(Extracted records)
_ _ _ _ _
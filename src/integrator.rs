//! Adaptive-step integration of initial value problems.
//!
//! The [`Integrator`] implements the embedded Dormand-Prince 5(4) Runge-Kutta pair: every step computes a fifth-order
//! solution together with a fourth-order one, and their difference drives the step size so that the local error stays
//! within the prescribed tolerances.
//! The solution is not interpolated: the integrator lands exactly on every point of the time grid.
//!
//! ```rust
//! use rusty_hh::integrator::Integrator;
//! use rusty_hh::time_grid::TimeGrid;
//!
//! // Exponential decay y' = -y
//! let grid = TimeGrid::uniform(0.0, 2.0, 0.5).unwrap();
//! let states = Integrator::default().integrate(|y: &[f64; 1], _t| [-y[0]], [1.0], &grid).unwrap();
//!
//! assert_eq!(states.len(), grid.len());
//! assert!((states[3][0] - (-1.5_f64).exp()).abs() < 1e-6);
//! ```
use nalgebra::SVector;
use serde::{Deserialize, Serialize};

use super::error::HHError;
use super::time_grid::TimeGrid;

/// Safety factor applied to the optimal step size.
const SAFETY: f64 = 0.9;
/// Minimum ratio between two consecutive step sizes.
const MIN_FACTOR: f64 = 0.2;
/// Maximum ratio between two consecutive step sizes.
const MAX_FACTOR: f64 = 5.0;

// Dormand-Prince tableau
const C2: f64 = 1.0 / 5.0;
const C3: f64 = 3.0 / 10.0;
const C4: f64 = 4.0 / 5.0;
const C5: f64 = 8.0 / 9.0;

const A21: f64 = 1.0 / 5.0;
const A31: f64 = 3.0 / 40.0;
const A32: f64 = 9.0 / 40.0;
const A41: f64 = 44.0 / 45.0;
const A42: f64 = -56.0 / 15.0;
const A43: f64 = 32.0 / 9.0;
const A51: f64 = 19372.0 / 6561.0;
const A52: f64 = -25360.0 / 2187.0;
const A53: f64 = 64448.0 / 6561.0;
const A54: f64 = -212.0 / 729.0;
const A61: f64 = 9017.0 / 3168.0;
const A62: f64 = -355.0 / 33.0;
const A63: f64 = 46732.0 / 5247.0;
const A64: f64 = 49.0 / 176.0;
const A65: f64 = -5103.0 / 18656.0;

const B1: f64 = 35.0 / 384.0;
const B3: f64 = 500.0 / 1113.0;
const B4: f64 = 125.0 / 192.0;
const B5: f64 = -2187.0 / 6784.0;
const B6: f64 = 11.0 / 84.0;

// Difference between the fifth and fourth order weights
const E1: f64 = 71.0 / 57600.0;
const E3: f64 = -71.0 / 16695.0;
const E4: f64 = 71.0 / 1920.0;
const E5: f64 = -17253.0 / 339200.0;
const E6: f64 = 22.0 / 525.0;
const E7: f64 = -1.0 / 40.0;

/// Settings of the adaptive-step integrator.
#[derive(Debug, PartialEq, Clone, Serialize, Deserialize)]
#[serde(default)]
pub struct Integrator {
    /// Relative tolerance on the local error.
    pub rtol: f64,
    /// Absolute tolerance on the local error.
    pub atol: f64,
    /// Size of the first trial step (ms).
    pub initial_step: f64,
    /// Below this step size (ms), the integration fails.
    pub min_step: f64,
    /// Maximum number of trial steps between two consecutive grid points.
    pub max_steps: usize,
}

impl Default for Integrator {
    fn default() -> Self {
        Integrator {
            rtol: 1e-6,
            atol: 1e-8,
            initial_step: 1e-2,
            min_step: 1e-12,
            max_steps: 100_000,
        }
    }
}

/// Counters of a completed integration.
#[derive(Debug, PartialEq, Clone, Copy, Default)]
pub struct IntegrationStats {
    pub accepted: usize,
    pub rejected: usize,
    pub evaluations: usize,
}

impl Integrator {
    /// Check the settings can be used for integration.
    pub fn validate(&self) -> Result<(), HHError> {
        if !(self.rtol > 0.0 && self.atol > 0.0) {
            return Err(HHError::InvalidParameter(
                "Tolerances must be positive".to_string(),
            ));
        }
        if !(self.initial_step > 0.0 && self.min_step > 0.0) || self.min_step > self.initial_step {
            return Err(HHError::InvalidParameter(
                "Step sizes must be positive, with the minimum step below the initial one".to_string(),
            ));
        }
        if self.max_steps == 0 {
            return Err(HHError::InvalidParameter(
                "The step budget must be positive".to_string(),
            ));
        }
        Ok(())
    }

    /// Solve the initial value problem `y' = f(y, t)`, `y(grid.start()) = y0`, and returns the solution at every
    /// point of the grid. The first returned state is `y0`.
    ///
    /// The function returns an error if the settings or the initial state are invalid, or if the integration fails;
    /// no partial solution is returned.
    pub fn integrate<F, const N: usize>(
        &self,
        f: F,
        y0: [f64; N],
        grid: &TimeGrid,
    ) -> Result<Vec<[f64; N]>, HHError>
    where
        F: Fn(&[f64; N], f64) -> [f64; N],
    {
        self.integrate_with_stats(f, y0, grid).map(|(states, _)| states)
    }

    /// Same as [`Integrator::integrate`], also returning the step counters.
    pub fn integrate_with_stats<F, const N: usize>(
        &self,
        f: F,
        y0: [f64; N],
        grid: &TimeGrid,
    ) -> Result<(Vec<[f64; N]>, IntegrationStats), HHError>
    where
        F: Fn(&[f64; N], f64) -> [f64; N],
    {
        self.validate()?;
        if y0.iter().any(|x| !x.is_finite()) {
            return Err(HHError::InvalidParameter(
                "The initial state must be finite".to_string(),
            ));
        }

        let mut stats = IntegrationStats::default();
        let mut states = Vec::with_capacity(grid.len());
        states.push(y0);

        let mut t = grid.start();
        let mut y = SVector::<f64, N>::from(y0);
        let mut h = self.initial_step;

        for &t_next in grid.times().iter().skip(1) {
            let t_prev = t;
            let (accepted, rejected) = (stats.accepted, stats.rejected);
            let mut num_steps = 0;
            while t < t_next {
                if num_steps >= self.max_steps {
                    return Err(HHError::MaxStepsExceeded {
                        time: t,
                        max_steps: self.max_steps,
                    });
                }
                num_steps += 1;

                let remaining = t_next - t;
                let last = h >= remaining;
                let h_try = if last { remaining } else { h };
                if !last && h_try < self.min_step {
                    return Err(HHError::StepSizeUnderflow { time: t, step: h_try });
                }

                let (y_new, y_err) = dormand_prince_step(&f, t, &y, h_try);
                stats.evaluations += 7;
                let err = self.error_norm(&y, &y_new, &y_err);

                if err <= 1.0 {
                    stats.accepted += 1;
                    t = if last { t_next } else { (t + h_try).min(t_next) };
                    y = y_new;
                    if y.iter().any(|x| !x.is_finite()) {
                        return Err(HHError::NonFiniteState { time: t });
                    }

                    let h_new = h_try * step_factor(err);
                    // a step truncated to hit the grid says nothing about the admissible step size
                    h = if last { h.max(h_new) } else { h_new };
                } else {
                    stats.rejected += 1;
                    h = h_try * step_factor(err);
                    log::trace!("Step rejected at t={} (error norm {:e}), retrying with h={:e}", t, err, h);
                }
            }
            log::debug!(
                "Interval [{}, {}]: {} accepted steps, {} rejected steps",
                t_prev,
                t_next,
                stats.accepted - accepted,
                stats.rejected - rejected
            );
            states.push(to_array(&y));
        }

        log::debug!(
            "Integration completed over [{}, {}]: {} accepted steps, {} rejected steps, {} evaluations",
            grid.start(),
            grid.end(),
            stats.accepted,
            stats.rejected,
            stats.evaluations
        );
        Ok((states, stats))
    }

    /// Root mean square of the local error, scaled by the tolerances. Non-finite errors are mapped to infinity.
    fn error_norm<const N: usize>(
        &self,
        y: &SVector<f64, N>,
        y_new: &SVector<f64, N>,
        y_err: &SVector<f64, N>,
    ) -> f64 {
        if N == 0 {
            return 0.0;
        }
        let sum_sq: f64 = (0..N)
            .map(|i| {
                let scale = self.atol + self.rtol * y[i].abs().max(y_new[i].abs());
                (y_err[i] / scale).powi(2)
            })
            .sum();
        let err = (sum_sq / N as f64).sqrt();
        if err.is_finite() {
            err
        } else {
            f64::INFINITY
        }
    }
}

/// Ratio between the next and the current step size, given the scaled error of the current step.
fn step_factor(err: f64) -> f64 {
    if err == 0.0 {
        MAX_FACTOR
    } else if !err.is_finite() {
        MIN_FACTOR
    } else {
        (SAFETY * err.powf(-0.2)).clamp(MIN_FACTOR, MAX_FACTOR)
    }
}

/// One Dormand-Prince step of size `h` from `(t, y)`.
/// Returns the fifth-order solution and the local error estimate.
fn dormand_prince_step<F, const N: usize>(
    f: &F,
    t: f64,
    y: &SVector<f64, N>,
    h: f64,
) -> (SVector<f64, N>, SVector<f64, N>)
where
    F: Fn(&[f64; N], f64) -> [f64; N],
{
    let y = *y;
    let eval = |t: f64, y: SVector<f64, N>| SVector::<f64, N>::from(f(&to_array(&y), t));

    let k1 = eval(t, y);
    let k2 = eval(t + C2 * h, y + k1 * (h * A21));
    let k3 = eval(t + C3 * h, y + (k1 * A31 + k2 * A32) * h);
    let k4 = eval(t + C4 * h, y + (k1 * A41 + k2 * A42 + k3 * A43) * h);
    let k5 = eval(t + C5 * h, y + (k1 * A51 + k2 * A52 + k3 * A53 + k4 * A54) * h);
    let k6 = eval(t + h, y + (k1 * A61 + k2 * A62 + k3 * A63 + k4 * A64 + k5 * A65) * h);

    let y_new = y + (k1 * B1 + k3 * B3 + k4 * B4 + k5 * B5 + k6 * B6) * h;
    let k7 = eval(t + h, y_new);

    let y_err = (k1 * E1 + k3 * E3 + k4 * E4 + k5 * E5 + k6 * E6 + k7 * E7) * h;
    (y_new, y_err)
}

fn to_array<const N: usize>(y: &SVector<f64, N>) -> [f64; N] {
    let mut x = [0.0; N];
    x.copy_from_slice(y.as_slice());
    x
}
_ _ _ _ _
§ Task instructions
Your task is to list each line of the records with the word "solution".

§ Response to this exercise
//! solution together with a fourth-order one, and their difference drives the step size so that the local error stays
//! The solution is not interpolated: the integrator lands exactly on every point of the time grid.
    /// Solve the initial value problem `y' = f(y, t)`, `y(grid.start()) = y0`, and returns the solution at every
    /// no partial solution is returned.
/// Returns the fifth-order solution and the local error estimate.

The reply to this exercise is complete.